Paul Anthony Dempsey (born 25 May 1976) is an Australian musician. He is best known as the lead singer, guitarist and principal lyricist of rock group Something for Kate. Dempsey released his debut solo album, Everything Is True, on 20 August 2009, which peaked at No. 5 on the ARIA Albums Chart. He has also produced and co-written albums for other artists, including Mosman Alder.

Dempsey has experienced bouts of clinical depression and periods of writer's block, both of which have been publicised.

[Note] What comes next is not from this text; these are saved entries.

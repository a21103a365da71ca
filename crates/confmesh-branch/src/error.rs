//! Error types for branch lifecycle operations.

use confmesh_state::StateError;
use thiserror::Error;

/// Result type alias for branch operations.
pub type BranchResult<T> = Result<T, BranchError>;

/// Errors from branch lifecycle operations.
///
/// The first two are precondition failures reported to the operator-facing
/// caller with no state mutated; `State` wraps storage failures, which
/// abort the enclosing operation.
#[derive(Debug, Error)]
pub enum BranchError {
    #[error("namespace {namespace_name} of {app_id}/{cluster_name} already has a branch")]
    BranchExists {
        app_id: String,
        cluster_name: String,
        namespace_name: String,
    },

    #[error("cluster {0} does not exist or is itself a branch")]
    InvalidParentCluster(String),

    #[error(transparent)]
    State(#[from] StateError),
}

Australian musicologist Ian McFarlane noted that he "has the capacity to lay his soul bare through his music, there is little pretence or adherence to fashionable measures in the band's delivery". In 2006, Dempsey married Something for Kate's bass guitarist Stephanie Ashworth (formerly of Sandpit).

Early years
Dempsey was born on 25 May 1976 and grew up in Melbourne. His father, Charlie Dempsey (born 7 November 1937), and mother, Gillian (née Barrington, born 25 May 1944), were recent Irish immigrants. Charlie died in a car accident when Dempsey was one year old and "too young to remember". He and his three older sisters, including Gillian "Jill" (born 1964) and Moira (born 1967), were raised by his mother and grandmother.

After initially learning piano from his grandmother, Dempsey switched to guitar when he was eight, and later taught himself to play drums. For his final years of secondary schooling he attended Padua College on the Mornington Peninsula, where he was interested in playing basketball.

Musical career

1994–2007: Something for Kate

In mid-1994, six months after leaving Padua College, Dempsey, on lead guitar and lead vocals, formed Something for Kate in Melbourne, Australia, with school friend Clint Hyndman on drums. They soon recruited Julian Carroll to play bass guitar by advertising in local record stores.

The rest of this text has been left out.